Art of Landscapes
Seeing the World Without Colour, Part 2
This article couldn’t be more timely. I’ve just recovered from a severe bout of flu, and as I’m writing the piece I’m looking out at a grey, rainy sky above Denmark, where I’ll be staying for the next week. So I am having a hard time seeing any bright colours at the moment, which makes a perfect excuse to dig a little deeper into ‘seeing the world without colour’. So this time let’s take a closer look at my decision-making when it comes to converting images to black and white: the ‘where’ and ‘why’, and the full creative process. To do this, we’ll take a look at a selection of my shots and explore how they ultimately ended up as black and white.
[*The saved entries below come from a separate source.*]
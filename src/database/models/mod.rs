pub mod catalog;
pub mod customer;
pub mod order;
pub mod seller;
pub mod store;

pub use catalog::{Category, Product, ProductQuery, ProductSort, ProductStatus};
pub use customer::{NewCustomer, StoreCustomer};
pub use order::{Order, OrderStatus};
pub use seller::{NewSeller, Role, SellerProfile, SellerUser};
pub use store::{NewStore, Store};
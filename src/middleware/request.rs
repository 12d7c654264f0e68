use axum::{
    async_trait,
    extract::{FromRequest, FromRequestParts, Query, Request},
    http::request::Parts,
    Json,
};
use serde::de::DeserializeOwned;

use crate::error::ApiError;

/// A raw request body that knows how to check itself.
///
/// Each endpoint deserializes into a permissive struct (optional fields)
/// and converts it, in one step, into a typed input or a validation error.
pub trait Validate {
    type Output;

    fn validate(self) -> Result<Self::Output, ApiError>;
}

/// JSON body extractor that runs [`Validate`] before the handler sees it
pub struct ValidJson<T: Validate>(pub T::Output);

#[async_trait]
impl<S, T> FromRequest<S> for ValidJson<T>
where
    T: Validate + DeserializeOwned,
    S: Send + Sync,
{
    type Rejection = ApiError;

    async fn from_request(req: Request, state: &S) -> Result<Self, Self::Rejection> {
        let Json(body) = Json::<T>::from_request(req, state)
            .await
            .map_err(|rejection| ApiError::invalid_json(rejection.body_text()))?;

        body.validate().map(ValidJson)
    }
}

/// Query string extractor whose rejection is a JSON `VALIDATION_ERROR`
pub struct ValidQuery<T>(pub T);

#[async_trait]
impl<S, T> FromRequestParts<S> for ValidQuery<T>
where
    T: DeserializeOwned,
    S: Send + Sync,
{
    type Rejection = ApiError;

    async fn from_request_parts(parts: &mut Parts, state: &S) -> Result<Self, Self::Rejection> {
        let Query(params) = Query::<T>::from_request_parts(parts, state)
            .await
            .map_err(|rejection| ApiError::validation_error(rejection.body_text(), None))?;

        Ok(ValidQuery(params))
    }
}

/// Trimmed, non-empty value of an optional string field
pub fn required(value: Option<String>, field: &str) -> Result<String, ApiError> {
    value
        .map(|v| v.trim().to_string())
        .filter(|v| !v.is_empty())
        .ok_or_else(|| ApiError::field_error(field, format!("{field} is required")))
}

/// Trimmed value of an optional string field, `None` when blank
pub fn optional(value: Option<String>) -> Option<String> {
    value.map(|v| v.trim().to_string()).filter(|v| !v.is_empty())
}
But first, a little recap from last month’s Part 1 (add link). The first thing you need to remember is that I am a colour guy; seeing the world in black and white doesn’t come naturally to me. Then secondly, I don’t have any particular ‘arty’ reasons to convert colour shots to black and white; colour images are just as much of an art form to me than black and white ones. Overall, it just a matter of creative vision – perhaps a feeling, or simply the lack colour in a landscape that sparks a black and white ‘idea’. I’m not ashamed to say that many of my black and white images start life as a ‘last resort’, an experiment to save them from the bin. And only when they are converted into a black and white does their real strength spring to life.